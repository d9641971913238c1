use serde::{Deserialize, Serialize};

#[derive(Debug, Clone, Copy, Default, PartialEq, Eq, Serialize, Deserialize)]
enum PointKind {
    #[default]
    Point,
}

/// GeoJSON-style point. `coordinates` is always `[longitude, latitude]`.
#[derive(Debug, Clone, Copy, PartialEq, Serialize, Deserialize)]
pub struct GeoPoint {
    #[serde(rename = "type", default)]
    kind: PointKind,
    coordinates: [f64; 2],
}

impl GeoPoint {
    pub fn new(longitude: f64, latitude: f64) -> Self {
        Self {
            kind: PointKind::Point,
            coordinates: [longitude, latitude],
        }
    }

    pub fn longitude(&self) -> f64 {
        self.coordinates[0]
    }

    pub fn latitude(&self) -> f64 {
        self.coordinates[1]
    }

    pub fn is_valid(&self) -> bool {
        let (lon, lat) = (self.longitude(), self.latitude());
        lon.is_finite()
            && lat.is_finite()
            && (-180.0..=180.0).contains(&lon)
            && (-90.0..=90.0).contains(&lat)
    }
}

Exercise requirements: Reply with the complete data above, every character as it stands.

Exercise result:
repository d9641971913238c1
use serde::{Deserialize, Serialize};

#[derive(Debug, Clone, Copy, Default, PartialEq, Eq, Serialize, Deserialize)]
enum PointKind {
    #[default]
    Point,
}

/// GeoJSON-style point. `coordinates` is always `[longitude, latitude]`.
#[derive(Debug, Clone, Copy, PartialEq, Serialize, Deserialize)]
pub struct GeoPoint {
    #[serde(rename = "type", default)]
    kind: PointKind,
    coordinates: [f64; 2],
}

impl GeoPoint {
    pub fn new(longitude: f64, latitude: f64) -> Self {
        Self {
            kind: PointKind::Point,
            coordinates: [longitude, latitude],
        }
    }

    pub fn longitude(&self) -> f64 {
        self.coordinates[0]
    }

    pub fn latitude(&self) -> f64 {
        self.coordinates[1]
    }

    pub fn is_valid(&self) -> bool {
        let (lon, lat) = (self.longitude(), self.latitude());
        lon.is_finite()
            && lat.is_finite()
            && (-180.0..=180.0).contains(&lon)
            && (-90.0..=90.0).contains(&lat)
    }
}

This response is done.